**Work required**
Which lines of the records contain "ConfigValidator"? Collect every one of them.

**Data shown**

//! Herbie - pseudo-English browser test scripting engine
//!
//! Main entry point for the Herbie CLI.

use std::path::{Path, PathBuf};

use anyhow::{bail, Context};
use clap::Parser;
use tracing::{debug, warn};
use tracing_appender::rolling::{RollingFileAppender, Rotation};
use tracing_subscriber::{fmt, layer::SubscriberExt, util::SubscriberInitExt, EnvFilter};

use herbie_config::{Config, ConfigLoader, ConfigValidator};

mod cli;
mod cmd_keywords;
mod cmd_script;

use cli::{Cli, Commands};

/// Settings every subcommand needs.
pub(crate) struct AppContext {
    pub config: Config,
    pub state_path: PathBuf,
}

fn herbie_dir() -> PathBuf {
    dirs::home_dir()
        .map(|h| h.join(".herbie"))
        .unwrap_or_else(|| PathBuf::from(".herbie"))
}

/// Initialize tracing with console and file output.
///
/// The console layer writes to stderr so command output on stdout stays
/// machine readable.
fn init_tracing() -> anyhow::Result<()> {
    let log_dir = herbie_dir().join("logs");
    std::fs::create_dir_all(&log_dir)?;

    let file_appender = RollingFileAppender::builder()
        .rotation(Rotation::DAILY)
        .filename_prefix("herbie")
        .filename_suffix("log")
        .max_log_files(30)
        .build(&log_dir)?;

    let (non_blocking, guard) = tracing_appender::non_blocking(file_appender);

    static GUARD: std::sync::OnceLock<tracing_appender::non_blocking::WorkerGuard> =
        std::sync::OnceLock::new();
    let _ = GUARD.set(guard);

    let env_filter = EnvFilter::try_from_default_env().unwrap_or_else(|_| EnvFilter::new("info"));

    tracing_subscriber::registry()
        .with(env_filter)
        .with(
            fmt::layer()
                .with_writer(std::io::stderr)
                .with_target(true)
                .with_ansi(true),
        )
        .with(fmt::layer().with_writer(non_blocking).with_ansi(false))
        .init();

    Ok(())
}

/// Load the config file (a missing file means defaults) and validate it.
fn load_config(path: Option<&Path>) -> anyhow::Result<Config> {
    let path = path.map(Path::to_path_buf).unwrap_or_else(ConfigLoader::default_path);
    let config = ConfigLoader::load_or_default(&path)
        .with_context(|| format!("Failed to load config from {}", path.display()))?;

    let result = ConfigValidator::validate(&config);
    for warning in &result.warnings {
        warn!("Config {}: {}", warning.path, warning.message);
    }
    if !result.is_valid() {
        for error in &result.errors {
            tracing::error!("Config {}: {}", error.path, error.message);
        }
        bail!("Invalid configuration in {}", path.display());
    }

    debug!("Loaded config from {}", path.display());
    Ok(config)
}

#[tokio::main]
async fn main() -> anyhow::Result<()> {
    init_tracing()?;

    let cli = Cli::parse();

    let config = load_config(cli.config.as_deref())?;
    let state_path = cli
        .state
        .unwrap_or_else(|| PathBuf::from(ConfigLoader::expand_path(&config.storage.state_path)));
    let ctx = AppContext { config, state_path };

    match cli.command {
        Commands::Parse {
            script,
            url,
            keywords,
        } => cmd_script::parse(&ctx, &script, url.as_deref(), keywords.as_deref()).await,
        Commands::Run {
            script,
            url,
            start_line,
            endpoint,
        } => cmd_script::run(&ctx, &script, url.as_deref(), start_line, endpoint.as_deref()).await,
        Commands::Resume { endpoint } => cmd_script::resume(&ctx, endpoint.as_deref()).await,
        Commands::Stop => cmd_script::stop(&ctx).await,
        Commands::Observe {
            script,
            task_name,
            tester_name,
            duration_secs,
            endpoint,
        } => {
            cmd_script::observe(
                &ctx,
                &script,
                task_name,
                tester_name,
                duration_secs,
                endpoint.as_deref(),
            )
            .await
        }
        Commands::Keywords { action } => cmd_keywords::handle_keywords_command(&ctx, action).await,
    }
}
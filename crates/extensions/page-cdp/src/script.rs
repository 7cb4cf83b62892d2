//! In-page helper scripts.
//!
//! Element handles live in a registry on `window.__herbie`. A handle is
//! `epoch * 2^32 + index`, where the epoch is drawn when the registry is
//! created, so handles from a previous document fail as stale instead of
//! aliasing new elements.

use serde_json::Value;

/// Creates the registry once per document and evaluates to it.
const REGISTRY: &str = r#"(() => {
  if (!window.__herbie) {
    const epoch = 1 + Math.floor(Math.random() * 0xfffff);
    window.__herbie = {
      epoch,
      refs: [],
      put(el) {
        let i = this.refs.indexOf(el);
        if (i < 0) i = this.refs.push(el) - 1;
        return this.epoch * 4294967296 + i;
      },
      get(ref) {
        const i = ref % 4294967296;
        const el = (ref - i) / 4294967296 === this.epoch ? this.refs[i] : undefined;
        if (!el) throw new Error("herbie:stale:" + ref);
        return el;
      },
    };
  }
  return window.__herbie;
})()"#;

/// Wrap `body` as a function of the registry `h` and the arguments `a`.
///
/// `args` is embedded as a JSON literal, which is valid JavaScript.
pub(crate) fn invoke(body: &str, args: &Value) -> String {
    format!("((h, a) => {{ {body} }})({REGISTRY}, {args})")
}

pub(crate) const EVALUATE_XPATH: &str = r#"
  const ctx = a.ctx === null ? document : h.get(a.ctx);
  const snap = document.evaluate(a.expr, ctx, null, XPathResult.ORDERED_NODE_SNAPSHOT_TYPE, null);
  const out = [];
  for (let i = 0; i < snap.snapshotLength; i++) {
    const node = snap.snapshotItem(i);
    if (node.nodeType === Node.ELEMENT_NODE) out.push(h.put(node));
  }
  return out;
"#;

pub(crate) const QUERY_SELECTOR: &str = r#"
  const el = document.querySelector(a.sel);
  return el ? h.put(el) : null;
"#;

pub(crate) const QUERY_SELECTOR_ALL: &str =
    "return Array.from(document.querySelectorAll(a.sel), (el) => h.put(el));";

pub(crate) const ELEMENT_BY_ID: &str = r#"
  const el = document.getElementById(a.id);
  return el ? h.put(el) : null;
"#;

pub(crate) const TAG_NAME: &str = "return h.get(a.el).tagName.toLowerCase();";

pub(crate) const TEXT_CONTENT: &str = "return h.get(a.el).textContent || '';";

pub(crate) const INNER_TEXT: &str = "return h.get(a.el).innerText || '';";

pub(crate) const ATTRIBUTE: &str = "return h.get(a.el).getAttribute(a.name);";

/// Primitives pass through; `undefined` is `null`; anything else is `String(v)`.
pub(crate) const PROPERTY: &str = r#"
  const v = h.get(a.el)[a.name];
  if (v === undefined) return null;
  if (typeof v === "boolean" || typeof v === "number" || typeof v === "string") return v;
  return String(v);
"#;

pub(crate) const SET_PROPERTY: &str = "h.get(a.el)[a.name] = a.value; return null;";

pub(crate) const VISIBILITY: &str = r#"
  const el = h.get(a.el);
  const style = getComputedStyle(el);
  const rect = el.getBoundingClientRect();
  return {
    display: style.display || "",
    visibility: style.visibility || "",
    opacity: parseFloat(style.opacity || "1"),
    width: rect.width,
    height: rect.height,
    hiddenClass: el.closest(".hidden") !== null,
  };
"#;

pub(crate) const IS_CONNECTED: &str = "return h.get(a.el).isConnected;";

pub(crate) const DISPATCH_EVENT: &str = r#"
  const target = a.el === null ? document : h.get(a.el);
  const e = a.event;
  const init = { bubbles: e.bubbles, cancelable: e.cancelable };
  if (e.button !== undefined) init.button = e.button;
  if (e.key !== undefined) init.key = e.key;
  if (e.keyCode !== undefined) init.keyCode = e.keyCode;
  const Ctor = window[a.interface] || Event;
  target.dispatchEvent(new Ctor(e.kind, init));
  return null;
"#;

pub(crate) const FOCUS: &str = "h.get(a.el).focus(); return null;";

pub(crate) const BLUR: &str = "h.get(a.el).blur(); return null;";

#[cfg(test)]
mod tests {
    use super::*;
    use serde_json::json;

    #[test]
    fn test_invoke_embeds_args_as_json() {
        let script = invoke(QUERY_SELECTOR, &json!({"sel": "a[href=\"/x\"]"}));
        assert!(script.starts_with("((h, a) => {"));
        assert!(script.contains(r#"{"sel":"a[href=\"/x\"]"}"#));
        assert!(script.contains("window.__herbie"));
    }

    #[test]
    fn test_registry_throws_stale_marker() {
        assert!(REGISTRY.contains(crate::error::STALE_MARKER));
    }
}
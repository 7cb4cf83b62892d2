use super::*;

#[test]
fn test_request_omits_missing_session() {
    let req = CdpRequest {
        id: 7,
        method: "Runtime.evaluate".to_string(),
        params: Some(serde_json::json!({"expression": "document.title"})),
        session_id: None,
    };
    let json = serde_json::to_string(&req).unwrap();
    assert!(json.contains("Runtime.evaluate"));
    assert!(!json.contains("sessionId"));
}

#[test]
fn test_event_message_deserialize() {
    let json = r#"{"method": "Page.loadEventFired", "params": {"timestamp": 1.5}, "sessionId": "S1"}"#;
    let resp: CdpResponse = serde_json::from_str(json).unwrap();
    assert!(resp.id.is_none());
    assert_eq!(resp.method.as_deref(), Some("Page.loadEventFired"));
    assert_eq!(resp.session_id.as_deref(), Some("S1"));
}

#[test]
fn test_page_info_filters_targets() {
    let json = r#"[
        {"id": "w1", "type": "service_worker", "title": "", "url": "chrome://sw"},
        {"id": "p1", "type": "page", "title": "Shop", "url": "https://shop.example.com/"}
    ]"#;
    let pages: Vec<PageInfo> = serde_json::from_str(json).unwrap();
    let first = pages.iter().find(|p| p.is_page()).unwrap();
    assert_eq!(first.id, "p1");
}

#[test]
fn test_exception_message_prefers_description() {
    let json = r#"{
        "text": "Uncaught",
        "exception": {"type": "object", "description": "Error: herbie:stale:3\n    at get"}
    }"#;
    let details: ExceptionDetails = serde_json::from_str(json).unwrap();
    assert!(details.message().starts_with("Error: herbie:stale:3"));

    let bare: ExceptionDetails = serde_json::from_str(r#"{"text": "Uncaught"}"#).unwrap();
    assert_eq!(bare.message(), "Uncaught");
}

**Result of the task**
use herbie_config::{Config, ConfigLoader, ConfigValidator};
    let result = ConfigValidator::validate(&config);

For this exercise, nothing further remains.